The Clarinet BBoard
|
Author: Bob Phillips
Date: 2006-01-26 23:00
This week, I cried to a colleague about being without my venerable Buffet while it is in the shop having an upper joint crack repaired.
It worked, and he loaned me his arsenal of clarinets so that I could keep up with my practice drills.
He loaned me his
Yamaha CL65 A clarinet, and his
Selmer 10 Bb
My own horn is a '60 Buffet full Boehm R-16-1/2 (R13 bore, with extra keys except for the long Eb/Bb.
I used the new (now 3=months) set-up from my Buffet: a Vandoren M30 with a Vandoren V12 3-1/2 reed.
I've never spent any time with an A Clarinet, so I started with that. The bridge key mechanism has too much slack --killing the 1-1 Clarion Bb, so I layered fragments of adhesive tape in the gap.
The Yamaha A is a sweet horn. One of its endearing qualities is the ease with which it delivers the altissimo. Wonderful.
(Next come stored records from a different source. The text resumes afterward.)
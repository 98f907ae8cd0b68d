//! Dense state-vector engine.
//!
//! The engine never builds the full 2^N x 2^N operator. For a k-qubit gate it
//! works out which 2^k amplitudes vary together and multiplies the gate into
//! each such block in place:
//!
//! - one-qubit gates swap the target into the least significant position,
//!   walk stride-2 pairs, then swap back;
//! - two- and three-qubit gates enumerate basis indices in the register order
//!   `[last named, …, first named, remaining qubits descending]`, so every run
//!   of 2^k consecutive indices is one block with the first-named qubit as the
//!   most significant local bit. That is where [`ops::add_control`] places
//!   controls, so a controlled matrix must be called with its controls first.
//!
//! [`ops::add_control`]: super::ops::add_control
use std::collections::{BTreeMap, BTreeSet};

use nalgebra::DVector;
use num_complex::Complex64 as C64;
use rand::distributions::WeightedIndex;
use rand::prelude::*;
use tracing::{debug, trace};

use super::types::{basis_label, c, checked_dim, qubit_weight, Amplitudes, GateMatrix, MAX_QUBITS};
use crate::core::error::{QuantumError, QuantumResult};

/// Measurement histogram keyed by big-endian basis label.
pub type Counts = BTreeMap<String, usize>;

#[derive(Clone, Debug, PartialEq)]
pub struct StateVector {
    num_qubits: usize,
    amps: Amplitudes,
}

impl StateVector {
    /// |0…0⟩ over `num_qubits` qubits.
    ///
    /// Panics past [`MAX_QUBITS`]; use [`StateVector::try_new`] for widths
    /// that come from input.
    pub fn new(num_qubits: usize) -> Self {
        assert!(
            num_qubits <= MAX_QUBITS,
            "{num_qubits} qubits exceeds the limit of {MAX_QUBITS}"
        );
        Self::ground(num_qubits, 1usize << num_qubits)
    }

    /// |0…0⟩, or a dimension error when `num_qubits` exceeds [`MAX_QUBITS`].
    pub fn try_new(num_qubits: usize) -> QuantumResult<Self> {
        let len = checked_dim(num_qubits, MAX_QUBITS)?;
        Ok(Self::ground(num_qubits, len))
    }

    fn ground(num_qubits: usize, len: usize) -> Self {
        let mut amps = DVector::from_element(len, c(0.0, 0.0));
        amps[0] = c(1.0, 0.0);
        Self { num_qubits, amps }
    }

    pub fn num_qubits(&self) -> usize {
        self.num_qubits
    }

    pub fn len(&self) -> usize {
        self.amps.len()
    }

    pub fn is_empty(&self) -> bool {
        self.amps.is_empty()
    }

    pub fn amplitudes(&self) -> &Amplitudes {
        &self.amps
    }

    pub fn as_slice(&self) -> &[C64] {
        self.amps.as_slice()
    }

    /// Σ|amplitude|²
    pub fn norm_sqr(&self) -> f64 {
        self.amps.iter().map(|z| z.norm_sqr()).sum()
    }

    pub fn probabilities(&self) -> Vec<f64> {
        self.amps.iter().map(|z| z.norm_sqr()).collect()
    }

    /// Replace the state with `values`, zero-padded or truncated to 2^N and
    /// normalized.
    pub fn initialize(&mut self, values: &[C64]) -> QuantumResult<()> {
        let mut ket = DVector::from_element(self.amps.len(), c(0.0, 0.0));
        for (slot, v) in ket.iter_mut().zip(values) {
            *slot = *v;
        }
        let norm = ket.iter().map(|z| z.norm_sqr()).sum::<f64>().sqrt();
        if norm == 0.0 {
            return Err(QuantumError::normalization("zero norm detected"));
        }
        ket /= C64::from(norm);
        debug!(num_qubits = self.num_qubits, given = values.len(), norm, "initialize");
        self.amps = ket;
        Ok(())
    }

    fn check_qubit(&self, q: usize) -> QuantumResult<()> {
        if q >= self.num_qubits {
            return Err(QuantumError::invalid_qubits(format!(
                "qubit {q} out of range for {} qubit(s)",
                self.num_qubits
            )));
        }
        Ok(())
    }

    fn check_matrix(m: &GateMatrix, dim: usize) -> QuantumResult<()> {
        if m.nrows() != dim || m.ncols() != dim {
            return Err(QuantumError::dimension(format!(
                "expected a {dim}x{dim} matrix, got {}x{}",
                m.nrows(),
                m.ncols()
            )));
        }
        Ok(())
    }

    fn check_distinct(&self, qubits: &[usize]) -> QuantumResult<()> {
        for (pos, &q) in qubits.iter().enumerate() {
            self.check_qubit(q)?;
            if qubits[..pos].contains(&q) {
                return Err(QuantumError::invalid_qubits(format!(
                    "qubits must be distinct, got {qubits:?}"
                )));
            }
        }
        Ok(())
    }

    /// Exchange the roles of qubits `a` and `b`.
    ///
    /// Every index whose bits at `a` and `b` differ takes the amplitude of the
    /// index with those two bits exchanged. Reads come from a snapshot taken
    /// before the pass.
    pub(crate) fn swap_qubits(&mut self, a: usize, b: usize) {
        if a == b {
            return;
        }
        let (wa, wb) = (
            qubit_weight(self.num_qubits, a),
            qubit_weight(self.num_qubits, b),
        );
        let snapshot = self.amps.clone();
        for i in 0..snapshot.len() {
            if (i & wa != 0) != (i & wb != 0) {
                self.amps[i] = snapshot[i ^ wa ^ wb];
            }
        }
    }

    /// Apply a 2x2 matrix to each distinct qubit in `targets`, one at a time.
    ///
    /// Targets are handled independently and sequentially, which equals the
    /// joint action only for gates that factor per qubit (every uncontrolled
    /// single-qubit gate applied to several wires does).
    pub fn apply_one_qubit_gate(&mut self, m: &GateMatrix, targets: &[usize]) -> QuantumResult<()> {
        Self::check_matrix(m, 2)?;
        if targets.is_empty() {
            return Err(QuantumError::invalid_qubits("no target qubit given"));
        }
        for &q in targets {
            self.check_qubit(q)?;
        }
        trace!(targets = ?targets, "apply one-qubit gate");

        let last = self.num_qubits - 1;
        let distinct: BTreeSet<usize> = targets.iter().copied().collect();
        for q in distinct {
            self.swap_qubits(q, last);
            for j in (0..self.amps.len()).step_by(2) {
                let (a0, a1) = (self.amps[j], self.amps[j + 1]);
                self.amps[j] = m[(0, 0)] * a0 + m[(0, 1)] * a1;
                self.amps[j + 1] = m[(1, 0)] * a0 + m[(1, 1)] * a1;
            }
            self.swap_qubits(q, last);
        }
        Ok(())
    }

    /// Apply a 4x4 matrix with `qubit1` as the most significant local bit.
    pub fn apply_two_qubit_gate(
        &mut self,
        m: &GateMatrix,
        qubit1: usize,
        qubit2: usize,
    ) -> QuantumResult<()> {
        Self::check_matrix(m, 4)?;
        self.check_distinct(&[qubit1, qubit2])?;
        trace!(qubit1, qubit2, "apply two-qubit gate");
        self.apply_blocked(m, &[qubit2, qubit1]);
        Ok(())
    }

    /// Apply an 8x8 matrix with `qubit1` as the most significant local bit.
    pub fn apply_three_qubit_gate(
        &mut self,
        m: &GateMatrix,
        qubit1: usize,
        qubit2: usize,
        qubit3: usize,
    ) -> QuantumResult<()> {
        Self::check_matrix(m, 8)?;
        self.check_distinct(&[qubit1, qubit2, qubit3])?;
        trace!(qubit1, qubit2, qubit3, "apply three-qubit gate");
        self.apply_blocked(m, &[qubit3, qubit2, qubit1]);
        Ok(())
    }

    /// Basis indices in register order: `leading` first (least significant
    /// offset bit first), then the remaining qubits in descending order.
    fn register_indices(&self, leading: &[usize]) -> Vec<usize> {
        let n = self.num_qubits;
        let mut order = leading.to_vec();
        order.extend((0..n).rev().filter(|q| !leading.contains(q)));
        let weights: Vec<usize> = order.iter().map(|&q| qubit_weight(n, q)).collect();

        (0..1usize << n)
            .map(|offset| {
                weights
                    .iter()
                    .enumerate()
                    .filter(|(j, _)| (offset >> j) & 1 == 1)
                    .fold(0, |acc, (_, w)| acc | w)
            })
            .collect()
    }

    fn apply_blocked(&mut self, m: &GateMatrix, leading: &[usize]) {
        let dim = m.nrows();
        let indices = self.register_indices(leading);
        for block in indices.chunks(dim) {
            let local = DVector::from_iterator(dim, block.iter().map(|&i| self.amps[i]));
            let out = m * local;
            for (k, &i) in block.iter().enumerate() {
                self.amps[i] = out[k];
            }
        }
    }

    /// Draw `shots` basis states from |amplitude|² using the thread RNG.
    pub fn sample(&self, shots: usize) -> QuantumResult<Counts> {
        self.sample_with_rng(shots, &mut rand::thread_rng())
    }

    /// Draw `shots` basis states from |amplitude|² with a seeded RNG.
    pub fn sample_seeded(&self, shots: usize, seed: u64) -> QuantumResult<Counts> {
        self.sample_with_rng(shots, &mut StdRng::seed_from_u64(seed))
    }

    /// The probabilities are taken as they are; the state is assumed to be
    /// normalized already.
    pub fn sample_with_rng<R: Rng + ?Sized>(&self, shots: usize, rng: &mut R) -> QuantumResult<Counts> {
        let mut counts = Counts::new();
        if shots == 0 {
            return Ok(counts);
        }
        let dist = WeightedIndex::new(self.probabilities())
            .map_err(|e| QuantumError::normalization(format!("cannot sample: {e}")))?;
        let mut hits = vec![0usize; self.amps.len()];
        for _ in 0..shots {
            hits[dist.sample(rng)] += 1;
        }
        for (index, n) in hits.into_iter().enumerate().filter(|(_, n)| *n > 0) {
            counts.insert(basis_label(index, self.num_qubits), n);
        }
        debug!(shots, outcomes = counts.len(), "sample");
        Ok(counts)
    }
}

#[cfg(test)]
mod tests {
    use super::*;
    use crate::core::quantum::{gates, ops};

    fn ket(values: &[f64]) -> Vec<C64> {
        values.iter().map(|&v| c(v, 0.0)).collect()
    }

    fn assert_close(actual: &[C64], expected: &[C64]) {
        assert_eq!(actual.len(), expected.len());
        for (i, (a, e)) in actual.iter().zip(expected).enumerate() {
            assert!((a - e).norm() < 1e-9, "amp {i}: {a} != {e}");
        }
    }

    #[test]
    fn swap_exchanges_bit_positions() {
        // |100> -> |001> when swapping qubits 0 and 2
        let mut sv = StateVector::new(3);
        sv.initialize(&ket(&[0.0, 0.0, 0.0, 0.0, 1.0])).unwrap();
        sv.swap_qubits(0, 2);
        assert_eq!(sv.as_slice()[1], c(1.0, 0.0));
        assert_eq!(sv.norm_sqr(), 1.0);
    }

    #[test]
    fn swap_with_itself_is_noop() {
        let mut sv = StateVector::new(2);
        sv.initialize(&ket(&[0.1, 0.2, 0.3, 0.4])).unwrap();
        let before = sv.clone();
        sv.swap_qubits(1, 1);
        assert_eq!(sv, before);
    }

    #[test]
    fn register_order_puts_first_named_qubit_high() {
        let sv = StateVector::new(3);
        // order [q2=2, q1=0, rest=1]: offsets 0..4 walk (q0,q2) = 00,01,10,11
        let idx = sv.register_indices(&[2, 0]);
        assert_eq!(&idx[..4], &[0b000, 0b001, 0b100, 0b101]);
        assert_eq!(&idx[4..], &[0b010, 0b011, 0b110, 0b111]);
    }

    #[test]
    fn x_on_middle_qubit_flips_middle_bit() {
        let mut sv = StateVector::new(3);
        sv.apply_one_qubit_gate(&gates::x(), &[1]).unwrap();
        assert_eq!(sv.as_slice()[0b010], c(1.0, 0.0));
    }

    #[test]
    fn duplicate_targets_collapse() {
        let mut sv = StateVector::new(2);
        sv.apply_one_qubit_gate(&gates::x(), &[0, 0]).unwrap();
        assert_eq!(sv.as_slice()[0b10], c(1.0, 0.0));
    }

    #[test]
    fn empty_targets_rejected() {
        let mut sv = StateVector::new(2);
        assert!(matches!(
            sv.apply_one_qubit_gate(&gates::x(), &[]),
            Err(QuantumError::InvalidQubits(_))
        ));
    }

    #[test]
    fn wrong_matrix_size_rejected() {
        let mut sv = StateVector::new(2);
        assert!(matches!(
            sv.apply_two_qubit_gate(&gates::x(), 0, 1),
            Err(QuantumError::Dimension(_))
        ));
    }

    #[test]
    fn out_of_range_rejected_before_any_write() {
        let mut sv = StateVector::new(2);
        let before = sv.clone();
        assert!(sv.apply_one_qubit_gate(&gates::x(), &[0, 2]).is_err());
        assert_eq!(sv, before);
    }

    #[test]
    fn cnot_with_control_below_target() {
        // control qubit 1, target qubit 0: |01> -> |11>
        let mut sv = StateVector::new(2);
        sv.initialize(&ket(&[0.0, 1.0, 0.0, 0.0])).unwrap();
        let cx = ops::add_control(&gates::x(), 1).unwrap();
        sv.apply_two_qubit_gate(&cx, 1, 0).unwrap();
        assert_close(sv.as_slice(), &ket(&[0.0, 0.0, 0.0, 1.0]));
    }

    #[test]
    fn toffoli_on_non_adjacent_qubits() {
        // controls 0 and 3, target 1 on |1001> -> |1101>
        let mut sv = StateVector::new(4);
        let mut start = vec![c(0.0, 0.0); 16];
        start[0b1001] = c(1.0, 0.0);
        sv.initialize(&start).unwrap();
        let ccx = ops::add_control(&gates::x(), 2).unwrap();
        sv.apply_three_qubit_gate(&ccx, 0, 3, 1).unwrap();
        assert_eq!(sv.as_slice()[0b1101], c(1.0, 0.0));
    }

    #[test]
    fn seeded_sampling_is_reproducible() {
        let mut sv = StateVector::new(2);
        sv.apply_one_qubit_gate(&gates::h(), &[0, 1]).unwrap();
        let a = sv.sample_seeded(500, 42).unwrap();
        let b = sv.sample_seeded(500, 42).unwrap();
        assert_eq!(a, b);
        assert_eq!(a.values().sum::<usize>(), 500);
    }

    #[test]
    fn try_new_rejects_oversized_registers() {
        assert_eq!(StateVector::try_new(3).unwrap(), StateVector::new(3));
        for n in [MAX_QUBITS + 1, 64, usize::MAX] {
            assert!(matches!(StateVector::try_new(n), Err(QuantumError::Dimension(_))), "{n}");
        }
    }

    #[test]
    #[should_panic(expected = "exceeds the limit")]
    fn new_panics_on_oversized_registers() {
        let _ = StateVector::new(64);
    }

    #[test]
    fn zero_shots_give_empty_counts() {
        let sv = StateVector::new(1);
        assert!(sv.sample(0).unwrap().is_empty());
    }
}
It is, however, "quiet." I can't get the fffs out of it like I can on my Buffet.
The Selmer, too, is a great horn, but it has the same awkwardness in the altissimo as my Buffet. It feels awfully familiar, very similar to the Buffet, but there are many subtle differences. After several days of playing on this Selmer, I found myself wanting to phrase passages differently.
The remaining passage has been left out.